__Problem description__:
Could you reproduce, word for word, everything below from the line containing "on webhook calls." down to the line containing "an abandoned payment.", with both of those lines included and no others?

__Records for processing__:
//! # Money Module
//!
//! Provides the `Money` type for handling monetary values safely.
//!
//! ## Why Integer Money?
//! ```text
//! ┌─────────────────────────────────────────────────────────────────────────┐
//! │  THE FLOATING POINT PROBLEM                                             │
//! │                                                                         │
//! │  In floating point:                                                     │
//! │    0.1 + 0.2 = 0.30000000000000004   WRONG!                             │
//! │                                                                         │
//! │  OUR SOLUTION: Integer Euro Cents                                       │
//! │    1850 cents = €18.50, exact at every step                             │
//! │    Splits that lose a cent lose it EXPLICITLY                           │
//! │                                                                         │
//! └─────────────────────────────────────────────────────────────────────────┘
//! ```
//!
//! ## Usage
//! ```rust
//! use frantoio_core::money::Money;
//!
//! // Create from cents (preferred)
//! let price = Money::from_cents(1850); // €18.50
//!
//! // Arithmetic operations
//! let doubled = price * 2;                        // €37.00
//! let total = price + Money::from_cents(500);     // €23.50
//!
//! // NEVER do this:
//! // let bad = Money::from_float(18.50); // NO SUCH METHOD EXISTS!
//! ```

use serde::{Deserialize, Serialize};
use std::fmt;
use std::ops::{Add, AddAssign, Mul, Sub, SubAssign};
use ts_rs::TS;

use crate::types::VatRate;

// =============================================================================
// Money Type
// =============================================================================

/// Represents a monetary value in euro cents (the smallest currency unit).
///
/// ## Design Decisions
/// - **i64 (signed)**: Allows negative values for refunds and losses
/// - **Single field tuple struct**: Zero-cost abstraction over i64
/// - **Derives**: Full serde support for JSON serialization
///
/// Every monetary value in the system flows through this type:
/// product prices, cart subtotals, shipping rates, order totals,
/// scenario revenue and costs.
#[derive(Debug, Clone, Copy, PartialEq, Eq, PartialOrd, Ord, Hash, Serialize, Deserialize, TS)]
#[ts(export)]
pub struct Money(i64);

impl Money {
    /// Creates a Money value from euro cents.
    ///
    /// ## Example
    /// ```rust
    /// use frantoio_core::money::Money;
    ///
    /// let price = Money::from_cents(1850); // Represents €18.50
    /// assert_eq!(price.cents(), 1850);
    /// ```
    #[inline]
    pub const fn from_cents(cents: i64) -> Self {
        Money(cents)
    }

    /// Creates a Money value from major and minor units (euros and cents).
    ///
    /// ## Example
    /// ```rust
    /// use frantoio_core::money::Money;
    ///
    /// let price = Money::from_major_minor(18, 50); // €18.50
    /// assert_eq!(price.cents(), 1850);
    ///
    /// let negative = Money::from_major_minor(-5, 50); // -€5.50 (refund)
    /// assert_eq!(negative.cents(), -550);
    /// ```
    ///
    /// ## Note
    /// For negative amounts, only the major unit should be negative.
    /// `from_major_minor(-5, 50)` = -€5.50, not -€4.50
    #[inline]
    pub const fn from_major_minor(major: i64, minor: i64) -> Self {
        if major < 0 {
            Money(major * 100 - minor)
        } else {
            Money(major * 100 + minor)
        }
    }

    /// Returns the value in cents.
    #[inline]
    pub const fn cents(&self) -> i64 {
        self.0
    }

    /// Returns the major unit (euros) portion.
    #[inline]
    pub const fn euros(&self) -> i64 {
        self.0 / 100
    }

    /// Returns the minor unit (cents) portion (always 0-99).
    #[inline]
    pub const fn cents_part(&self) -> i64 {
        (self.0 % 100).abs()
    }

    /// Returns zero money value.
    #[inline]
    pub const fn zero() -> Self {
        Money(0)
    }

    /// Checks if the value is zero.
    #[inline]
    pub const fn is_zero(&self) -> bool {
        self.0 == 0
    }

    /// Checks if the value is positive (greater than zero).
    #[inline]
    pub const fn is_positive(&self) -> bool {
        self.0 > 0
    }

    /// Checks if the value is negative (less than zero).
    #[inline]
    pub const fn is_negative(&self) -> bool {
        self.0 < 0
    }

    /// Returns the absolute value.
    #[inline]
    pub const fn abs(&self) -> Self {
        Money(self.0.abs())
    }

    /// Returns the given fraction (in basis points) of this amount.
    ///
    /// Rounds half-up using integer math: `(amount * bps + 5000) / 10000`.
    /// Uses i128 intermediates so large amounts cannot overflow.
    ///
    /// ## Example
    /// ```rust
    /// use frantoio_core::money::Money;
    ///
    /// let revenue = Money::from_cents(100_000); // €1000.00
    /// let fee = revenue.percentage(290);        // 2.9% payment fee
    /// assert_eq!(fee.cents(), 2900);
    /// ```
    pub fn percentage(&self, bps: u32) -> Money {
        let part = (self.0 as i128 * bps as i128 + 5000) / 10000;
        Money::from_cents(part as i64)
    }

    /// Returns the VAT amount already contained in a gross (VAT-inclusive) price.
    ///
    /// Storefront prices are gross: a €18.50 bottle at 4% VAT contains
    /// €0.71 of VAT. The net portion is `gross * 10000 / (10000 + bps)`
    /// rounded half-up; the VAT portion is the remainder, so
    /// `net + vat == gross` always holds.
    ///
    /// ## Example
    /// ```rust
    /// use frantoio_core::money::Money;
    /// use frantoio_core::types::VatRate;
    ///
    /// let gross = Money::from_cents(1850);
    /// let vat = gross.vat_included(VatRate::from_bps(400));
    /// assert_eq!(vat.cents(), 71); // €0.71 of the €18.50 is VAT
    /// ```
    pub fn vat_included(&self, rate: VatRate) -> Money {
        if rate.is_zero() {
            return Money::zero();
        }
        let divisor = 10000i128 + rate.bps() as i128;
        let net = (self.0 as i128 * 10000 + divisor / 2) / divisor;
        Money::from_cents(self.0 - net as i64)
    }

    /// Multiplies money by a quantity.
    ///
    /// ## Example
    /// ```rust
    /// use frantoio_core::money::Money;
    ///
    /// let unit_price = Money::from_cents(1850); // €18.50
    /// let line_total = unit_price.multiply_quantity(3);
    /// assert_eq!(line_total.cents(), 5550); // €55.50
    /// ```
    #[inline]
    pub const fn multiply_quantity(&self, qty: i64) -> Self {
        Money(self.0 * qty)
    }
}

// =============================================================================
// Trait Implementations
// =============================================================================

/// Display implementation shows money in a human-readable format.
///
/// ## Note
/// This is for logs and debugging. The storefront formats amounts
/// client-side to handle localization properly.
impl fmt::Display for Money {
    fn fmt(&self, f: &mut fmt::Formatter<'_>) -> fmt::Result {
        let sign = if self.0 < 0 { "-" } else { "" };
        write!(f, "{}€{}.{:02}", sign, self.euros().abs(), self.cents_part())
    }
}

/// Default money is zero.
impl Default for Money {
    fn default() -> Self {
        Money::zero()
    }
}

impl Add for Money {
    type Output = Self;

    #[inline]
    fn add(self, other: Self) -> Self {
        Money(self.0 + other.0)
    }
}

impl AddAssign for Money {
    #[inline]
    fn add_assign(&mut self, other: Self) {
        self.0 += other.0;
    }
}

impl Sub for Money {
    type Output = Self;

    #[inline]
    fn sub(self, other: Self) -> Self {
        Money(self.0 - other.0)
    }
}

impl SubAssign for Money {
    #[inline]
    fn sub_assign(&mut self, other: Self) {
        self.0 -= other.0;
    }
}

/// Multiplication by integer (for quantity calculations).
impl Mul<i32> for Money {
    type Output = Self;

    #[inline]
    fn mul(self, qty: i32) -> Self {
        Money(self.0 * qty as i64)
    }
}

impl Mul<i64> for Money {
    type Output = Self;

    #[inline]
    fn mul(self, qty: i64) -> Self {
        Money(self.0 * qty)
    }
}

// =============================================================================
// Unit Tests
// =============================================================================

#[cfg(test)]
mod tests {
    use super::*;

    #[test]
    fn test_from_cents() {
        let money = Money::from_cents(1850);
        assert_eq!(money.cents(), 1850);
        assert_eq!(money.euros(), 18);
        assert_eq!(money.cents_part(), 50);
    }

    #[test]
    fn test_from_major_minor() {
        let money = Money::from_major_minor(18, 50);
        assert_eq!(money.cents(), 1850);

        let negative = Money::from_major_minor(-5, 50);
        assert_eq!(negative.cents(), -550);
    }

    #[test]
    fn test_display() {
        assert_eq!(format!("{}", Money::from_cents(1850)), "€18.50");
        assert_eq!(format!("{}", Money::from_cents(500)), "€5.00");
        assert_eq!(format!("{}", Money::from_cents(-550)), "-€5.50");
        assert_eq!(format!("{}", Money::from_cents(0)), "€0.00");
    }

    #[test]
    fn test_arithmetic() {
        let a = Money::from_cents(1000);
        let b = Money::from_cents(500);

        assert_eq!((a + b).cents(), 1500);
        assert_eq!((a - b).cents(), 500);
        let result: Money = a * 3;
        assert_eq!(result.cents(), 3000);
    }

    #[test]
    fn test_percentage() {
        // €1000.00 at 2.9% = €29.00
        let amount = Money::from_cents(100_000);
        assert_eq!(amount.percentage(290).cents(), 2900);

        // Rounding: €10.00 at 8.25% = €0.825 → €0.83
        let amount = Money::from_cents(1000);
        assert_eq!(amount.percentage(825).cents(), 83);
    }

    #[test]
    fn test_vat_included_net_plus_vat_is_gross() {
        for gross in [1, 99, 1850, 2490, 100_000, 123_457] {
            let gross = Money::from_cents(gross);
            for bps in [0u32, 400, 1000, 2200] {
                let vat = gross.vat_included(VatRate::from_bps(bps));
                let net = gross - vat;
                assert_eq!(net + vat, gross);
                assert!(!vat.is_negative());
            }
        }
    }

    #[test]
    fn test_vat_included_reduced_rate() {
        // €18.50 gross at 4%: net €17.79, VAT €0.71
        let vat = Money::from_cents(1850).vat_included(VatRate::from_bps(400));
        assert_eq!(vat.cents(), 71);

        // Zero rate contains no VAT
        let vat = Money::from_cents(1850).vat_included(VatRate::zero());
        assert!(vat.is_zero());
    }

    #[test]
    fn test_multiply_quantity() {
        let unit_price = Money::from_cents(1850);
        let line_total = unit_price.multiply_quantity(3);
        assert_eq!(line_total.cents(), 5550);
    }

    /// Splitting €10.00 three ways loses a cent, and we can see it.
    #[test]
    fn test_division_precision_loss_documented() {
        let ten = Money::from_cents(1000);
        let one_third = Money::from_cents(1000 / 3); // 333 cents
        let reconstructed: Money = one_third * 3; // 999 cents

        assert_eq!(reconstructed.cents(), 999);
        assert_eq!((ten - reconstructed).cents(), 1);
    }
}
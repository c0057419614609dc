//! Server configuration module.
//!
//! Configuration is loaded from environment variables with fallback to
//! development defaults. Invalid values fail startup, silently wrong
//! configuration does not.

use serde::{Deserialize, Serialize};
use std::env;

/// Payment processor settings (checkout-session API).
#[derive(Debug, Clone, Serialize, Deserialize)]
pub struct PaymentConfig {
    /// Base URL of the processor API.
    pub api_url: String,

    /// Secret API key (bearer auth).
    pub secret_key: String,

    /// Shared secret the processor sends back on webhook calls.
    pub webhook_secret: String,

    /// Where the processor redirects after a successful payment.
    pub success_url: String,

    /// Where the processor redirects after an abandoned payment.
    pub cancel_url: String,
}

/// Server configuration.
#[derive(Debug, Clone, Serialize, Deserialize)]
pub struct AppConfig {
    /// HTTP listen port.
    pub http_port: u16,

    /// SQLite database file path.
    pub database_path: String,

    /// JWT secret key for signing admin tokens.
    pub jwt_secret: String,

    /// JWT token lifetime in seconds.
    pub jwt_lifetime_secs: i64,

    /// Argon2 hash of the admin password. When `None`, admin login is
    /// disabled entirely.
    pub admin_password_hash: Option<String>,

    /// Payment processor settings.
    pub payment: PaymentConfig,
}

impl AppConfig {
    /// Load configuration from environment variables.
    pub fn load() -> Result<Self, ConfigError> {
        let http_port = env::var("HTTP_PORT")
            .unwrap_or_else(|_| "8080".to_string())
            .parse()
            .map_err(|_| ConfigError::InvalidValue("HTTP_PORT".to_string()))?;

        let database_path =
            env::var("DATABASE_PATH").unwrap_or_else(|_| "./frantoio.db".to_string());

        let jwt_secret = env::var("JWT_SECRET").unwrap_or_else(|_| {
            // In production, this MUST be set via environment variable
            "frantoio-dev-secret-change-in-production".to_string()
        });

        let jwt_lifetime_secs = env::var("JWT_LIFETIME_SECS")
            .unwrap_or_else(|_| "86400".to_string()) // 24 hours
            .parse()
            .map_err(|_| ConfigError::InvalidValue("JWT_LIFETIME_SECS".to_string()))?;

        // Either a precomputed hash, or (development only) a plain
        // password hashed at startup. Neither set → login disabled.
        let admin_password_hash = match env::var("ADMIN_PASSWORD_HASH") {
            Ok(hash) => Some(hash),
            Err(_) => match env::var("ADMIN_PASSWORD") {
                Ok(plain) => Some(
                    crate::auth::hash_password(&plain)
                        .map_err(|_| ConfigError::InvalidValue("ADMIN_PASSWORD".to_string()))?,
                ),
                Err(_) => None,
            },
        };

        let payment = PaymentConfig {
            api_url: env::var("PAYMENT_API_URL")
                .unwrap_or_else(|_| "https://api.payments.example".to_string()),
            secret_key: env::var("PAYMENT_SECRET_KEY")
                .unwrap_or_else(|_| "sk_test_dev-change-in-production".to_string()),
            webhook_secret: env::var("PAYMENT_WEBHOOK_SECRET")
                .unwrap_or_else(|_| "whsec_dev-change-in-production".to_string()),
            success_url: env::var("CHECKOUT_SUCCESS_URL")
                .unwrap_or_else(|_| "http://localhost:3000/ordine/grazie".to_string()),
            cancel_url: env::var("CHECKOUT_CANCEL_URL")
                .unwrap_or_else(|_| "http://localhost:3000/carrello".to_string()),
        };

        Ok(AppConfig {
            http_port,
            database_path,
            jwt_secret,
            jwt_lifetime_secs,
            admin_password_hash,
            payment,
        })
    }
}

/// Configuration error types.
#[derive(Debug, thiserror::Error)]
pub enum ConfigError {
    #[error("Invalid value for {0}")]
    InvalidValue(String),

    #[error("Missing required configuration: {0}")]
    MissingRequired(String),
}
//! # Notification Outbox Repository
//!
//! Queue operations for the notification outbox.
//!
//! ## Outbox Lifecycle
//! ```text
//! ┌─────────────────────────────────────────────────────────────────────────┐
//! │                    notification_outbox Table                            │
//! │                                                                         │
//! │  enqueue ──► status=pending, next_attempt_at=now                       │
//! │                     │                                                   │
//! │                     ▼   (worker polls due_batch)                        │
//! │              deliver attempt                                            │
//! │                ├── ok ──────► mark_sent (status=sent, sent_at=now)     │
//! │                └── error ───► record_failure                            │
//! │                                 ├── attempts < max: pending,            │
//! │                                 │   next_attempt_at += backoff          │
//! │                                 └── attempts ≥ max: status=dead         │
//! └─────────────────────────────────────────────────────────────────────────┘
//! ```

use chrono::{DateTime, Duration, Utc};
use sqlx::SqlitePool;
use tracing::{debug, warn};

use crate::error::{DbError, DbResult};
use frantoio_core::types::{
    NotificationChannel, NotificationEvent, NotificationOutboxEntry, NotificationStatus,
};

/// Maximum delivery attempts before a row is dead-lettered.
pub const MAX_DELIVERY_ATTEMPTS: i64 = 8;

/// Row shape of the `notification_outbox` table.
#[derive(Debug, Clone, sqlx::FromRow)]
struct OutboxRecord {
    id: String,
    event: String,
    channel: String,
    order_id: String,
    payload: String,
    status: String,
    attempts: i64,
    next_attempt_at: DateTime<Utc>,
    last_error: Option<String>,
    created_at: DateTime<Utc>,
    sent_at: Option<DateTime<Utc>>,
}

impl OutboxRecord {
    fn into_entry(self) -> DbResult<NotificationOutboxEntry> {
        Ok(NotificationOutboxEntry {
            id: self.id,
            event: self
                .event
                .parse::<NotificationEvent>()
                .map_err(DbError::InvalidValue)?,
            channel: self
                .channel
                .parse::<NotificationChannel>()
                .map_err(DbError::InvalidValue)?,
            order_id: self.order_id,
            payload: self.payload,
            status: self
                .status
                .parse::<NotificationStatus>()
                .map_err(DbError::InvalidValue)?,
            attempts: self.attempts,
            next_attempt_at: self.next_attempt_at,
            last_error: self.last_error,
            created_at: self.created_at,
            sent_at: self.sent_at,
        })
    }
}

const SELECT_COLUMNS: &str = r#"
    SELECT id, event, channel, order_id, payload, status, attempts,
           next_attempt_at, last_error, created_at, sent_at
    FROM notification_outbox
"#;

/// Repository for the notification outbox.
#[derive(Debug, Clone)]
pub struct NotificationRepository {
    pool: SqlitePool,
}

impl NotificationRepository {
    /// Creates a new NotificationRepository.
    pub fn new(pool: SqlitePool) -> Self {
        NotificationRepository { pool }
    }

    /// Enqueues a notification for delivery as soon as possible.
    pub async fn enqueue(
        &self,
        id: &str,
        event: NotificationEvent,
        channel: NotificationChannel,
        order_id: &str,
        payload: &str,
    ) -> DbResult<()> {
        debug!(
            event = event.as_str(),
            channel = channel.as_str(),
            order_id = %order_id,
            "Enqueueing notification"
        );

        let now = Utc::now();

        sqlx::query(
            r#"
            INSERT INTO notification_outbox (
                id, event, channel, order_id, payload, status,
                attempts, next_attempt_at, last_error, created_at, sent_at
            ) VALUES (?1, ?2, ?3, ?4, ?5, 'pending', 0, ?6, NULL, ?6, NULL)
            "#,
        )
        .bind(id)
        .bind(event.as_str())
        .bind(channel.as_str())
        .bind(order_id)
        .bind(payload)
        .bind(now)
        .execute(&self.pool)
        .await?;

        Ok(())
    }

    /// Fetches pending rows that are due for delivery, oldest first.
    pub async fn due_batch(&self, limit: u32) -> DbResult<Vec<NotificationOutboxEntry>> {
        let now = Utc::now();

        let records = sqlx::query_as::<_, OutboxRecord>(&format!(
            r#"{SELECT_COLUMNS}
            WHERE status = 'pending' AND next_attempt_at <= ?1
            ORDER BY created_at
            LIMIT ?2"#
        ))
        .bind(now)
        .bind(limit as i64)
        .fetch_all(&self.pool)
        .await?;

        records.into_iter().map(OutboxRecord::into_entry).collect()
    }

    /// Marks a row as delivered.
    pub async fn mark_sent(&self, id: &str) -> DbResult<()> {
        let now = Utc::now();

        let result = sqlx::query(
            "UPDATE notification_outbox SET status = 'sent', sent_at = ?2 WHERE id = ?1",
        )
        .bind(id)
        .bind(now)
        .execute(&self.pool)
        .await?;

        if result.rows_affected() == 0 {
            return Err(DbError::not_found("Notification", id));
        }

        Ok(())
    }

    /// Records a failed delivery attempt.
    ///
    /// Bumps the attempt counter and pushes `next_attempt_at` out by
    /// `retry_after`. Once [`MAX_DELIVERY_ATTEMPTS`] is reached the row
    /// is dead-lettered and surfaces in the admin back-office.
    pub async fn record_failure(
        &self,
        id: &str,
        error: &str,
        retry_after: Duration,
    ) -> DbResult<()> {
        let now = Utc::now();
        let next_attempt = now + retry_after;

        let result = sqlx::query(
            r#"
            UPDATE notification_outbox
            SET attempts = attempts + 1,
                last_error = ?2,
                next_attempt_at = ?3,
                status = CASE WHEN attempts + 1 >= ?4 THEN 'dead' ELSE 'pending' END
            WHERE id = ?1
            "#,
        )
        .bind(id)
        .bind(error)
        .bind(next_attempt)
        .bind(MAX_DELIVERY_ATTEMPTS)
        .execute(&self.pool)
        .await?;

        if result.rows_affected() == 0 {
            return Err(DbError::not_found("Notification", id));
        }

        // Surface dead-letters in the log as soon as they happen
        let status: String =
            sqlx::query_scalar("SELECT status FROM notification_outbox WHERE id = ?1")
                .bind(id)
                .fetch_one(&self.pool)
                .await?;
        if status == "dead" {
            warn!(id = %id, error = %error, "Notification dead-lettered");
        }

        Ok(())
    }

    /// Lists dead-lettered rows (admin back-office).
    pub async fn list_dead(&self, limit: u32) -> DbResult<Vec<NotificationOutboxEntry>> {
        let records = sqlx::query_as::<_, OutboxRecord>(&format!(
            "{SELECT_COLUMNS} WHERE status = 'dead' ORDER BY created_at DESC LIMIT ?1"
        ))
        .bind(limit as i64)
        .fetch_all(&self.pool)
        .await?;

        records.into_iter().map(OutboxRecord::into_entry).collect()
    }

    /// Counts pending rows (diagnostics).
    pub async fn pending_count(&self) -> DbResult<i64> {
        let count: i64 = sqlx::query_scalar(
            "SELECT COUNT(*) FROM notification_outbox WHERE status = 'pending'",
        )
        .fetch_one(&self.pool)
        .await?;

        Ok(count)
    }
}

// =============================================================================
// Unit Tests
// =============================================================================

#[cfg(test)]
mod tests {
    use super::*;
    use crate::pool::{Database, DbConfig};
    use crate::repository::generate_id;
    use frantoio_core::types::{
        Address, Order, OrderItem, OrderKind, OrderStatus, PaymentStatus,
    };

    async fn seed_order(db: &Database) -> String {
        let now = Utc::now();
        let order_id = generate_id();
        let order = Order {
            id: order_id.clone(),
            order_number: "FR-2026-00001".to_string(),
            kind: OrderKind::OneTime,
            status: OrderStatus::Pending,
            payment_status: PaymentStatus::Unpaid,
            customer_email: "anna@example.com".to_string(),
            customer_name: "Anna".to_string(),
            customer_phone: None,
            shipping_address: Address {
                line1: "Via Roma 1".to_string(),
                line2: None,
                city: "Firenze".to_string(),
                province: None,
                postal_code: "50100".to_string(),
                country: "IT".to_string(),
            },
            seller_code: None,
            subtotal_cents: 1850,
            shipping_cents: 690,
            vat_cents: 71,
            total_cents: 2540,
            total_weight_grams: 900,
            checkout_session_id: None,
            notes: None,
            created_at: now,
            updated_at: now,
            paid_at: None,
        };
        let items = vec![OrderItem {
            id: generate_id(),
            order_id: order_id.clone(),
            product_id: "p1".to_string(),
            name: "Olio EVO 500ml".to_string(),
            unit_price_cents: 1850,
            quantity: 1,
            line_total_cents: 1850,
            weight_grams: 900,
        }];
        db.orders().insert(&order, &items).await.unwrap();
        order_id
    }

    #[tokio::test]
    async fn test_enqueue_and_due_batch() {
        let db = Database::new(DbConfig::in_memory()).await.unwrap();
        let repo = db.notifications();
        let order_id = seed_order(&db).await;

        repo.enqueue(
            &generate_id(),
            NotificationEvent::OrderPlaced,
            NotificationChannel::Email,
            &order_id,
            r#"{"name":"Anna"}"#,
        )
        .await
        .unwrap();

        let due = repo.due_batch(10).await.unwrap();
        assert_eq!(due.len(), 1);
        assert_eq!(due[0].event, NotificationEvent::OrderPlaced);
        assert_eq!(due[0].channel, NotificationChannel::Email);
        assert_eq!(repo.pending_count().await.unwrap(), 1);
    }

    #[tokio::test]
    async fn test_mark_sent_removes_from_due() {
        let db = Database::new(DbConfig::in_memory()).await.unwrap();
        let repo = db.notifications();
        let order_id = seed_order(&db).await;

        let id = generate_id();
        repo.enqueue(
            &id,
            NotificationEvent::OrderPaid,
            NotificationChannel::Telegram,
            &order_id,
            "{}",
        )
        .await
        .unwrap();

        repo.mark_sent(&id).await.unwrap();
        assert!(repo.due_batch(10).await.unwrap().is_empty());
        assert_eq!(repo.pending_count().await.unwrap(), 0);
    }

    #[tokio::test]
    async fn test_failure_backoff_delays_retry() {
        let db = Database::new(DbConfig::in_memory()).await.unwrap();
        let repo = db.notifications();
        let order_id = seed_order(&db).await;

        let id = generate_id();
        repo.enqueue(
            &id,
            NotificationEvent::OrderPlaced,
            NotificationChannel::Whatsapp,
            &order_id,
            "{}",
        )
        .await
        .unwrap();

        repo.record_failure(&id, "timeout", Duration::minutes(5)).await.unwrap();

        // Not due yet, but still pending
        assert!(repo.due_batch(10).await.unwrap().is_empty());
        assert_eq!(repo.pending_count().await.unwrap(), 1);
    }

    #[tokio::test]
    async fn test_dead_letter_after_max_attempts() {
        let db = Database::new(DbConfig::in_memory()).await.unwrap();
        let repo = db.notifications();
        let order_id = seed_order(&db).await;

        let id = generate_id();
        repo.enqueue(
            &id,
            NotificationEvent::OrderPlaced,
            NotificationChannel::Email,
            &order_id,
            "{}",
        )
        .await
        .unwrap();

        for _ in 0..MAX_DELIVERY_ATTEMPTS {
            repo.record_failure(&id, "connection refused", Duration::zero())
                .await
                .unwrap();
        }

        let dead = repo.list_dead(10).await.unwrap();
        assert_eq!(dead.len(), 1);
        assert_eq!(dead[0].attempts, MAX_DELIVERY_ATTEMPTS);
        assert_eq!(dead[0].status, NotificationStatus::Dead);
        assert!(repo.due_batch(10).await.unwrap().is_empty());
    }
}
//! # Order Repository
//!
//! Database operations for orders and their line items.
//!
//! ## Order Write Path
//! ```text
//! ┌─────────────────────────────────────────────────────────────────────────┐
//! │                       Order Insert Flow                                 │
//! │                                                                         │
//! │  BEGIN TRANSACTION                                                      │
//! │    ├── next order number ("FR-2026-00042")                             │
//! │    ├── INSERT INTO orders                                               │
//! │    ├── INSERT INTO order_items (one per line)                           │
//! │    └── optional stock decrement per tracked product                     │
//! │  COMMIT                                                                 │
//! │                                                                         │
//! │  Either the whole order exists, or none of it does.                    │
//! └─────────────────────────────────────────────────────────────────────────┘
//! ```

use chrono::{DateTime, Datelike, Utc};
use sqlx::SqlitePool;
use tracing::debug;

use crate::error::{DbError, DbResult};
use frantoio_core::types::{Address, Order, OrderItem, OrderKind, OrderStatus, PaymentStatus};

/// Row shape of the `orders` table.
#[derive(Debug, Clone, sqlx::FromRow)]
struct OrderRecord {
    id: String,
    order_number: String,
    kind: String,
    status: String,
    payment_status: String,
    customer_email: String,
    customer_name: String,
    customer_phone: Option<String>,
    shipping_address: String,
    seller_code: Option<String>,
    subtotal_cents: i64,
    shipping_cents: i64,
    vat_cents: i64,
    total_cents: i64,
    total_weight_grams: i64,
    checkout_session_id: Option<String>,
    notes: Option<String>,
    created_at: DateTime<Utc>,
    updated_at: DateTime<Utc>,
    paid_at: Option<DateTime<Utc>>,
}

__Solution for this problem__:
    /// Shared secret the processor sends back on webhook calls.
    pub webhook_secret: String,

    /// Where the processor redirects after a successful payment.
    pub success_url: String,

    /// Where the processor redirects after an abandoned payment.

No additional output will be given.